(Stored data)
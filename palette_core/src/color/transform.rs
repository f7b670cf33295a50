//! Hex ↔ normalized RGB conversions.

use crate::error::{PaletteError, PaletteResult};

/// Number of colors in a palette
pub const PALETTE_SIZE: usize = 5;
/// Length of a flattened palette (5 RGB triples)
pub const TARGET_DIM: usize = PALETTE_SIZE * 3;

/// Convert a 6-digit hex color (optionally `#`-prefixed) to RGB in [0, 1].
///
/// # Examples
///
/// ```
/// use face_palette_core::color::hex_to_rgb;
///
/// assert_eq!(hex_to_rgb("#FF0000").unwrap(), [1.0, 0.0, 0.0]);
/// assert!(hex_to_rgb("#ZZZZZZ").is_err());
/// ```
pub fn hex_to_rgb(color: &str) -> PaletteResult<[f32; 3]> {
    let digits = color.strip_prefix('#').unwrap_or(color);
    let invalid = || PaletteError::InvalidColorFormat {
        value: color.to_string(),
    };

    let mut bytes = [0u8; 3];
    hex::decode_to_slice(digits, &mut bytes).map_err(|_| invalid())?;

    Ok([
        bytes[0] as f32 / 255.0,
        bytes[1] as f32 / 255.0,
        bytes[2] as f32 / 255.0,
    ])
}

/// Convert an RGB triple in [0, 1] to an uppercase `#RRGGBB` string.
///
/// Channels are clamped and truncated (`value * 255` rounded toward zero).
pub fn rgb_to_hex(rgb: [f32; 3]) -> String {
    let bytes = rgb.map(|channel| (channel.clamp(0.0, 1.0) * 255.0) as u8);
    format!("#{}", hex::encode_upper(bytes))
}

/// Flatten a sequence of hex colors into consecutive RGB triples.
pub fn palette_to_rgb<S: AsRef<str>>(colors: &[S]) -> PaletteResult<Vec<f32>> {
    let mut rgb = Vec::with_capacity(colors.len() * 3);
    for color in colors {
        rgb.extend_from_slice(&hex_to_rgb(color.as_ref())?);
    }
    Ok(rgb)
}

- **Task goal**
Begin at the line containing "for color in" and reproduce every line through the last one in the records above, exactly.

- **Your response**
    for color in colors {
        rgb.extend_from_slice(&hex_to_rgb(color.as_ref())?);
    }
    Ok(rgb)
}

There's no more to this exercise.